§ WHAT YOU HAVE TO DO: Each record that follows should be transcribed word for word.

[[ INFORMATION open ]]

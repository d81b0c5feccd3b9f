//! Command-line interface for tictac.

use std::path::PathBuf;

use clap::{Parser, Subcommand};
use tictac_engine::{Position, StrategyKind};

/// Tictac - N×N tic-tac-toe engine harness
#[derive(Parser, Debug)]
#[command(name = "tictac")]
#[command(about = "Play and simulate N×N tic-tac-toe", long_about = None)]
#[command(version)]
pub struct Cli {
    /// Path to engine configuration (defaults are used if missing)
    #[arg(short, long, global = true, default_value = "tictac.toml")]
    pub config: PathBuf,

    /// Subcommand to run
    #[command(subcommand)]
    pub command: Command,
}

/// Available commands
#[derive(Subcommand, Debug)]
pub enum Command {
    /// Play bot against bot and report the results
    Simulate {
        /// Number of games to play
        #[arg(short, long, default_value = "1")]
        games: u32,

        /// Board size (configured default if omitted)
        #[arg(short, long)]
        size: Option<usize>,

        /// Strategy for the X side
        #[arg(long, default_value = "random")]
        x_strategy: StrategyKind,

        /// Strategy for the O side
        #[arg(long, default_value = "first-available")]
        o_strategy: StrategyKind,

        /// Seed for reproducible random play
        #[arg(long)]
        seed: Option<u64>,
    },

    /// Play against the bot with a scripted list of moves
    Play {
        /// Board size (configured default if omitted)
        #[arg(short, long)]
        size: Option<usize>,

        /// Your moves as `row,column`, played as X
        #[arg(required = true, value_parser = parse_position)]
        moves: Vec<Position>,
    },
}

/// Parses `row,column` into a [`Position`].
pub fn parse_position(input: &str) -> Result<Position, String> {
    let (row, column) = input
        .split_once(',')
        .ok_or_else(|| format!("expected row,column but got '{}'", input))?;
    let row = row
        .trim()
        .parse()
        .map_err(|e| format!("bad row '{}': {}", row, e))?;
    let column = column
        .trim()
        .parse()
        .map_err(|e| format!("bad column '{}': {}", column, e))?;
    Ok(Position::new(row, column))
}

[[ INFORMATION closed ]]

§ SOLUTION BELOW:
repository d81b0c5feccd3b9f
//! Command-line interface for tictac.

use std::path::PathBuf;

use clap::{Parser, Subcommand};
use tictac_engine::{Position, StrategyKind};

/// Tictac - N×N tic-tac-toe engine harness
#[derive(Parser, Debug)]
#[command(name = "tictac")]
#[command(about = "Play and simulate N×N tic-tac-toe", long_about = None)]
#[command(version)]
pub struct Cli {
    /// Path to engine configuration (defaults are used if missing)
    #[arg(short, long, global = true, default_value = "tictac.toml")]
    pub config: PathBuf,

    /// Subcommand to run
    #[command(subcommand)]
    pub command: Command,
}

/// Available commands
#[derive(Subcommand, Debug)]
pub enum Command {
    /// Play bot against bot and report the results
    Simulate {
        /// Number of games to play
        #[arg(short, long, default_value = "1")]
        games: u32,

        /// Board size (configured default if omitted)
        #[arg(short, long)]
        size: Option<usize>,

        /// Strategy for the X side
        #[arg(long, default_value = "random")]
        x_strategy: StrategyKind,

        /// Strategy for the O side
        #[arg(long, default_value = "first-available")]
        o_strategy: StrategyKind,

        /// Seed for reproducible random play
        #[arg(long)]
        seed: Option<u64>,
    },

    /// Play against the bot with a scripted list of moves
    Play {
        /// Board size (configured default if omitted)
        #[arg(short, long)]
        size: Option<usize>,

        /// Your moves as `row,column`, played as X
        #[arg(required = true, value_parser = parse_position)]
        moves: Vec<Position>,
    },
}

/// Parses `row,column` into a [`Position`].
pub fn parse_position(input: &str) -> Result<Position, String> {
    let (row, column) = input
        .split_once(',')
        .ok_or_else(|| format!("expected row,column but got '{}'", input))?;
    let row = row
        .trim()
        .parse()
        .map_err(|e| format!("bad row '{}': {}", row, e))?;
    let column = column
        .trim()
        .parse()
        .map_err(|e| format!("bad column '{}': {}", column, e))?;
    Ok(Position::new(row, column))
}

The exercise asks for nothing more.